Large construction projects often require bonds for architects or other professionals who are integral to their completion. A performance bond guarantees that these individuals or companies will do the work they've contracted to do. A payment bond guarantees that they'll pay their suppliers. Some states require that executors of probate estates or trustees of trusts secure bonds ensuring that they'll act in the best interests of the decedent and beneficiaries – they won't take any action that would cause the estate to lose money. Some public officials require bonding as a requirement of accepting their positions. Surety bonds can post bail for criminals – usually through a bail bondsman who is insured along with the principal. They can also guarantee aspects of civil lawsuits, such as that the parties will pay any eventual judgments. Some employers, such as banks and cleaning services, bond workers to protect themselves if they should steal or commit some other wrongdoing against customers.

Who Issues a Bond?

Insurance companies issue surety bonds. If the principal – the person who has promised to perform – fails to act or do as promised, the surety company compensates the obligee for the insured amount. The Small Business Administration guarantees surety bonds for smaller companies that may not have a sufficient track record to qualify with a private insurer. The SBA doesn't actually issue these bonds itself – it only promises that if a claim is made and if the small business can't compensate the surety company for the claim, the government will pay it instead.

Can Anyone Get a Bond?

Like any lender, surety companies prefer principals who are good risks. They look for both superior credit and a proven track record. Fiduciaries and public officials should have good moral character. Those accused of a crime should have a clear reason not to flee town before trial. This isn't to say that a new business owner who is just starting out or an individual with poor credit can't get a surety bond, but they'll pay more. Surety companies group principals into two categories: Standard or low-risk, and high-risk. If you fail to perform as promised, the insurer can collect from you any sum it had to pay to the obligee as a result of your lapse.

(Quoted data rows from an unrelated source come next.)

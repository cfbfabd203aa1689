//! Mode-agnostic text region model.
//!
//! Both pipelines produce rectangles of source-language text that flow
//! through the same translation service:
//! - raster mode: [`OcrRegion`] in pixel coordinates, with style hints
//!   recovered from inline markup in the OCR output
//! - native mode: [`TextSpan`] in point coordinates, with style derived
//!   from font-descriptor flags
//!
//! The [`Region`] enum is the common shape consumed by the text-fitting
//! and contrast logic, which only needs text and geometry.

/// Axis-aligned bounding rectangle.
///
/// Pixel space for raster mode, point space for native mode. The origin is
/// top-left in both (mupdf convention); conversion to PDF's bottom-left
/// origin happens at the content-stream boundary.
#[derive(Debug, Clone, Copy, PartialEq)]
pub struct BoundingBox {
    pub x0: f32,
    pub y0: f32,
    pub x1: f32,
    pub y1: f32,
}

impl BoundingBox {
    pub const fn new(x0: f32, y0: f32, x1: f32, y1: f32) -> Self {
        Self { x0, y0, x1, y1 }
    }

    pub fn width(&self) -> f32 {
        self.x1 - self.x0
    }

    pub fn height(&self) -> f32 {
        self.y1 - self.y0
    }

    /// A region is only renderable when it has positive area.
    pub fn is_degenerate(&self) -> bool {
        self.x1 <= self.x0 || self.y1 <= self.y0 || !self.x0.is_finite() || !self.y1.is_finite()
    }

    /// Create from mupdf Quad (4 points defining a quadrilateral)
    pub const fn from_quad(quad: &mupdf::Quad) -> Self {
        let x0 = quad.ul.x.min(quad.ur.x).min(quad.ll.x).min(quad.lr.x);
        let y0 = quad.ul.y.min(quad.ur.y).min(quad.ll.y).min(quad.lr.y);
        let x1 = quad.ul.x.max(quad.ur.x).max(quad.ll.x).max(quad.lr.x);
        let y1 = quad.ul.y.max(quad.ur.y).max(quad.ll.y).max(quad.lr.y);
        Self { x0, y0, x1, y1 }
    }

    /// Smallest box containing both.
    pub fn union(&self, other: &Self) -> Self {
        Self {
            x0: self.x0.min(other.x0),
            y0: self.y0.min(other.y0),
            x1: self.x1.max(other.x1),
            y1: self.y1.max(other.y1),
        }
    }
}

/// Style hints recovered from OCR markup tags.
#[derive(Debug, Clone, Copy, Default, PartialEq, Eq)]
pub struct Formatting {
    pub bold: bool,
    pub underline: bool,
}

/// A text region detected by OCR on a rasterized page.
#[derive(Debug, Clone)]
pub struct OcrRegion {
    /// Cleaned text content (markup stripped, whitespace collapsed)
    pub text: String,
    /// Bounding box in pixel coordinates
    pub bbox: BoundingBox,
    /// Precise polygon outline, kept for downstream consumers
    pub polygon: Vec<(f32, f32)>,
    /// Recognition confidence, currently not filtered on
    pub confidence: f32,
    /// Style hints from inline markup
    pub formatting: Formatting,
}

/// Font flag bit for bold (matches PDF font-descriptor convention)
const FLAG_BOLD: u32 = 1 << 4;
/// Font flag bit for italic
const FLAG_ITALIC: u32 = 1 << 1;

/// A text span extracted from a digitally-born PDF page.
#[derive(Debug, Clone)]
pub struct TextSpan {
    /// Text content
    pub text: String,
    /// Bounding box in point coordinates (top-left origin)
    pub bbox: BoundingBox,
    /// Font name as reported by the extractor
    pub font_name: String,
    /// Font size in points
    pub font_size: f32,
    /// Text color packed as 0xRRGGBB
    pub color: u32,
    /// Font descriptor flags (bit 4 = bold, bit 1 = italic)
    pub flags: u32,
}

impl TextSpan {
    pub const fn is_bold(&self) -> bool {
        self.flags & FLAG_BOLD != 0
    }

    pub const fn is_italic(&self) -> bool {
        self.flags & FLAG_ITALIC != 0
    }

    /// Unpack the color into RGB components in the 0.0-1.0 range.
    pub fn color_rgb(&self) -> (f32, f32, f32) {
        let r = ((self.color >> 16) & 0xFF) as f32 / 255.0;
        let g = ((self.color >> 8) & 0xFF) as f32 / 255.0;
        let b = (self.color & 0xFF) as f32 / 255.0;
        (r, g, b)
    }
}

/// Common shape for the two region variants.
///
/// Created per-page by the extraction/OCR stage, consumed once by
/// translation and once by rendering; never persisted.
#[derive(Debug, Clone)]
pub enum Region {
    Ocr(OcrRegion),
    Span(TextSpan),
}

impl Region {
    pub fn text(&self) -> &str {
        match self {
            Self::Ocr(r) => &r.text,
            Self::Span(s) => &s.text,
        }
    }

    pub const fn bbox(&self) -> &BoundingBox {
        match self {
            Self::Ocr(r) => &r.bbox,
            Self::Span(s) => &s.bbox,
        }
    }

    pub fn formatting(&self) -> Formatting {
        match self {
            Self::Ocr(r) => r.formatting,
            Self::Span(s) => Formatting {
                bold: s.is_bold(),
                underline: false,
            },
        }
    }
}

How Much Does a Surety Bond Cost?

Surety bond insurers charge a non-refundable percentage of the amount of bond you need. They percentage is based on the likelihood that you'll default on your agreement, as well as your anticipated ability to repay the surety company if you default. Low-risk contract and commercial bonds can run from .5 to 4 percent. Extremely high-risk bonds can go as high as 20 percent. Fidelity bonds – those that cover employees – can vary, depending on how many employees require coverage. Bail bonds typically run about 10 percent of the bail amount.